● **INSTRUCTIONS FOR THE TASK**: Your answer must be an exact copy of the records below.

● **TASK DATA**:
######
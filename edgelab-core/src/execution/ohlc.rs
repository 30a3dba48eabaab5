//! Frictionless bar-to-bar return attribution and participation limits.
//!
//! Two close-to-close layouts exist. [`run_close_aligned`] pairs each position
//! with the return into its own bar, as the vectorized benchmarks do;
//! [`run_close`] lags it by one bar.

use crate::domain::series::{ensure_same_len, sign};
use crate::domain::SeriesError;

/// Open-to-open attribution: the position at bar i is entered at `open[i]`
/// and held to `open[i+1]`.
///
/// `out[i] = positions[i] * (open[i+1] - open[i]) / open[i]`, length `len - 1`;
/// `out[i]` is the return realized at bar `i + 1`.
pub fn run_ohlc(positions: &[f64], opens: &[f64]) -> Result<Vec<f64>, SeriesError> {
    hold_to_next(positions, opens)
}

/// Lagged close-to-close attribution with the same layout as [`run_ohlc`]: the
/// position decided at the close of bar i earns the move to the next close.
pub fn run_close(positions: &[f64], closes: &[f64]) -> Result<Vec<f64>, SeriesError> {
    hold_to_next(positions, closes)
}

/// Same-bar close-to-close attribution. `positions` and `returns` are
/// tail-aligned (both end on the last bar) and multiplied element-wise.
///
/// Returns the strategy returns and the positions that earned them.
pub fn run_close_aligned<'a>(positions: &'a [f64], returns: &[f64]) -> (Vec<f64>, &'a [f64]) {
    let n = positions.len().min(returns.len());
    let held = &positions[positions.len() - n..];
    let gross = held
        .iter()
        .zip(&returns[returns.len() - n..])
        .map(|(p, r)| p * r)
        .collect();
    (gross, held)
}

fn hold_to_next(positions: &[f64], prices: &[f64]) -> Result<Vec<f64>, SeriesError> {
    ensure_same_len(positions, prices)?;
    Ok(prices
        .windows(2)
        .zip(positions)
        .map(|(w, p)| p * (w[1] - w[0]) / w[0])
        .collect())
}

/// Cap each position to a fraction of the bar's volume:
/// `sign(p) * min(|p|, frac * volume)`.
pub fn fill_limit(frac: f64, positions: &[f64], volumes: &[f64]) -> Result<Vec<f64>, SeriesError> {
    ensure_same_len(positions, volumes)?;
    Ok(positions
        .iter()
        .zip(volumes)
        .map(|(p, v)| sign(*p) * p.abs().min(frac * v))
        .collect())
}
######
● **ANSWER TO THE EXERCISE**:
filename edgelab-core/src/execution/ohlc.rs
repository 30a3dba48eabaab5
//! Frictionless bar-to-bar return attribution and participation limits.
//!
//! Two close-to-close layouts exist. [`run_close_aligned`] pairs each position
//! with the return into its own bar, as the vectorized benchmarks do;
//! [`run_close`] lags it by one bar.

use crate::domain::series::{ensure_same_len, sign};
use crate::domain::SeriesError;

/// Open-to-open attribution: the position at bar i is entered at `open[i]`
/// and held to `open[i+1]`.
///
/// `out[i] = positions[i] * (open[i+1] - open[i]) / open[i]`, length `len - 1`;
/// `out[i]` is the return realized at bar `i + 1`.
pub fn run_ohlc(positions: &[f64], opens: &[f64]) -> Result<Vec<f64>, SeriesError> {
    hold_to_next(positions, opens)
}

/// Lagged close-to-close attribution with the same layout as [`run_ohlc`]: the
/// position decided at the close of bar i earns the move to the next close.
pub fn run_close(positions: &[f64], closes: &[f64]) -> Result<Vec<f64>, SeriesError> {
    hold_to_next(positions, closes)
}

/// Same-bar close-to-close attribution. `positions` and `returns` are
/// tail-aligned (both end on the last bar) and multiplied element-wise.
///
/// Returns the strategy returns and the positions that earned them.
pub fn run_close_aligned<'a>(positions: &'a [f64], returns: &[f64]) -> (Vec<f64>, &'a [f64]) {
    let n = positions.len().min(returns.len());
    let held = &positions[positions.len() - n..];
    let gross = held
        .iter()
        .zip(&returns[returns.len() - n..])
        .map(|(p, r)| p * r)
        .collect();
    (gross, held)
}

fn hold_to_next(positions: &[f64], prices: &[f64]) -> Result<Vec<f64>, SeriesError> {
    ensure_same_len(positions, prices)?;
    Ok(prices
        .windows(2)
        .zip(positions)
        .map(|(w, p)| p * (w[1] - w[0]) / w[0])
        .collect())
}

/// Cap each position to a fraction of the bar's volume:
/// `sign(p) * min(|p|, frac * volume)`.
pub fn fill_limit(frac: f64, positions: &[f64], volumes: &[f64]) -> Result<Vec<f64>, SeriesError> {
    ensure_same_len(positions, volumes)?;
    Ok(positions
        .iter()
        .zip(volumes)
        .map(|(p, v)| sign(*p) * p.abs().min(frac * v))
        .collect())
}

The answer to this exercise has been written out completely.